Unable to reproduce your gta2city results using parallel GPUs

Hi,

Thank you very much for open sourcing your gta2city pre-trained model. Currently, I am working on translating images from the GTA domain to the Cityscapes one. My first goal was to reproduce your results, by training UNIT from scratch, but due to time constraints I implemented a version of UNIT which works with parallel GPUs. Unfortunately, I am not seeing the same visually appeasing results that you got.

I edited and used the same config file that I suppose you used for training your gta2city model - /UNIT/blob/master/configs/unit_gta2city_list.yaml.

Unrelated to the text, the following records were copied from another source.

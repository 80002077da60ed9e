//! Carrying the shared [`Check`] through request extensions.
//!
//! The check is attached once per request by [`attach_layer`] and can then be
//! pulled out anywhere the request's `Extensions` are reachable, either with
//! [`retrieve`] or the [`Carried`] extractor. Retrieving from extensions that
//! never had a check attached is a wiring bug and panics.

use std::convert::Infallible;
use std::sync::Arc;

use axum::{
    extract::{FromRequestParts, Request, State},
    middleware::Next,
    response::Response,
};
use http::{request::Parts, Extensions};

use crate::check::Check;
use crate::state::AppState;

/// Private extension key, so nothing outside this module can shadow it.
#[derive(Clone)]
struct CheckKey(Arc<Check>);

/// Returns a copy of `extensions` that carries `check`.
///
/// The input is left untouched and the check itself is shared, not copied.
pub fn attach(extensions: &Extensions, check: &Arc<Check>) -> Extensions {
    let mut extensions = extensions.clone();
    extensions.insert(CheckKey(Arc::clone(check)));
    extensions
}

/// Returns the check previously attached to `extensions`.
///
/// # Panics
///
/// Panics if no check was attached.
pub fn retrieve(extensions: &Extensions) -> Arc<Check> {
    match extensions.get::<CheckKey>() {
        Some(CheckKey(check)) => Arc::clone(check),
        None => panic!("no health check attached to request extensions"),
    }
}

/// Middleware that attaches the application's check to every request.
pub async fn attach_layer(State(state): State<AppState>, request: Request, next: Next) -> Response {
    let (mut parts, body) = request.into_parts();
    parts.extensions = attach(&parts.extensions, &state.check);
    next.run(Request::from_parts(parts, body)).await
}

/// Extractor for the check carried by the request.
///
/// Panics during extraction if [`attach_layer`] is not installed.
#[derive(Clone, Debug)]
pub struct Carried(pub Arc<Check>);

impl<S> FromRequestParts<S> for Carried
where
    S: Send + Sync,
{
    type Rejection = Infallible;

    async fn from_request_parts(parts: &mut Parts, _state: &S) -> Result<Self, Self::Rejection> {
        Ok(Carried(retrieve(&parts.extensions)))
    }
}
//! HTTP server startup logic.

use std::net::SocketAddr;
use std::sync::Arc;
use std::time::Duration;

use axum::Router;
use axum_server::Handle;

use crate::check::Check;
use crate::config::{AppConfig, STARTUP_COMPONENT};

use super::shutdown;

/// Server startup error
#[derive(Debug, thiserror::Error)]
pub enum ServerError {
    #[error("Invalid listen address: {0}")]
    Address(String),

    #[error("Failed to bind server: {0}")]
    Bind(#[from] std::io::Error),
}

/// Start the HTTP server based on configuration.
///
/// Installs the signal handlers that drain and stop the server, then serves
/// until shutdown completes.
pub async fn start_server(
    app: Router,
    config: &AppConfig,
    check: Arc<Check>,
) -> Result<(), ServerError> {
    let handle = Handle::new();

    shutdown::setup_shutdown_handler(
        handle.clone(),
        Arc::clone(&check),
        Duration::from_secs(config.health.drain_seconds),
    );

    serve(app, config, check, handle).await
}

/// Serve `app` until `handle` is shut down.
///
/// `check` is the instance the router reports from. Its `startup` component
/// is marked passing once the listener is bound.
pub async fn serve(
    app: Router,
    config: &AppConfig,
    check: Arc<Check>,
    handle: Handle,
) -> Result<(), ServerError> {
    let addr: SocketAddr = format!("{}:{}", config.http.host, config.http.port)
        .parse()
        .map_err(|e| ServerError::Address(format!("Invalid http.host or http.port: {}", e)))?;

    spawn_startup_reporter(handle.clone(), check);

    tracing::info!(%addr, health = %config.health.path, "Starting HTTP server");

    axum_server::bind(addr)
        .handle(handle)
        .serve(app.into_make_service())
        .await?;

    tracing::info!("HTTP server stopped");
    Ok(())
}

/// Marks the `startup` component passing as soon as the server is listening.
fn spawn_startup_reporter(handle: Handle, check: Arc<Check>) {
    tokio::spawn(async move {
        match handle.listening().await {
            Some(addr) => {
                check.mark_passing(&[STARTUP_COMPONENT]);
                tracing::info!(%addr, "Listening, startup complete");
            }
            None => {
                tracing::debug!("Server stopped before listening");
            }
        }
    });
}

I have attached the exact config file that I used and also some sample images comparing the results of your model and mine.

# Licensed under the CC BY-NC-SA 4.0 license (https://creativecommons.org/licenses/by-nc-sa/4.0/legalcode).

# logger options
image_save_iter: 10000        # How often do you want to save output images during training
image_display_iter: 100       # How often do you want to display output images during training
display_size: 4               # How many images do you want to display each time
snapshot_save_iter: 10000     # How often do you want to save trained models
log_iter: 1                   # How often do you want to log the training stats

# optimization options
max_iter: 130000             # maximum number of training iterations
batch_size: 6                 # batch size
weight_decay: 0.0001          # weight decay
beta1: 0.5                    # Adam parameter
beta2: 0.999                  # Adam parameter
init: kaiming                 # initialization [gaussian/kaiming/xavier/orthogonal]
lr: 0.0001                    # initial learning rate
lr_policy: step               # learning rate scheduler
step_size: 100000             # how often to decay learning rate
gamma: 0.5                    # how much to decay learning rate
gan_w: 1                      # weight of adversarial loss
recon_x_w: 10                 # weight of image reconstruction loss
recon_h_w: 0                  # weight of hidden reconstruction loss
recon_kl_w: 0.01              # weight of KL loss for reconstruction
recon_x_cyc_w: 10             # weight of cycle consistency loss
recon_kl_cyc_w: 0.01          # weight of KL loss for cycle consistency
vgg_w: 1                      # weight of domain-invariant perceptual loss

# model options
gen:
  dim: 64                     # number of filters in the bottommost layer
  activ: relu                 # activation function [relu/lrelu/prelu/selu/tanh]
  n_downsample: 2             # number of downsampling layers in content encoder
  n_res: 4                    # number of residual blocks in content encoder/decoder
  pad_type: reflect           # padding type [zero/reflect]
dis:
  dim: 64                    # number of filters in the bottommost layer
  norm: none                  # normalization layer [none/bn/in/ln]
  activ: lrelu                # activation function [relu/lrelu/prelu/selu/tanh]
  n_layer: 4                  # number of layers in D
  gan_type: lsgan             # GAN loss [lsgan/nsgan]
  num_scales: 3               # number of scales
  pad_type: reflect           # padding type [zero/reflect]

# data options
input_dim_a: 3                              # number of image channels [1/3]
input_dim_b: 3                              # number of image channels [1/3]
num_workers: 8                              # number of data loading threads
new_size_a: 256                             # first resize the shortest image side to this size
new_size_b: 256                             # first resize the shortest image side to this size
crop_image_height: 256                      # random crop image of this height
crop_image_width: 512                       # random crop image of this width

data_folder_train_a: /home/ubuntu/gta/images
data_list_train_a: /home/ubuntu/image_list/gta_train.txt
data_folder_test_a: /home/ubuntu/gta/images
data_list_test_a: /home/ubuntu/image_list/gta_valid.txt
data_folder_train_b: /home/ubuntu/Cityscapes/leftImg8bit/train
data_list_train_b: /home/ubuntu/image_list/cityscapes_train.txt
data_folder_test_b: /home/ubuntu/Cityscapes/leftImg8bit/val
data_list_test_b: /home/ubuntu/image_list/cityscapes_valid.txt

Results (after converting gta images to cityscapes domain)

Your model	My model

As you can see my images don't seem to be semantically consistent (trees start to manifest here and there). Do you have any ideas why this would be happening?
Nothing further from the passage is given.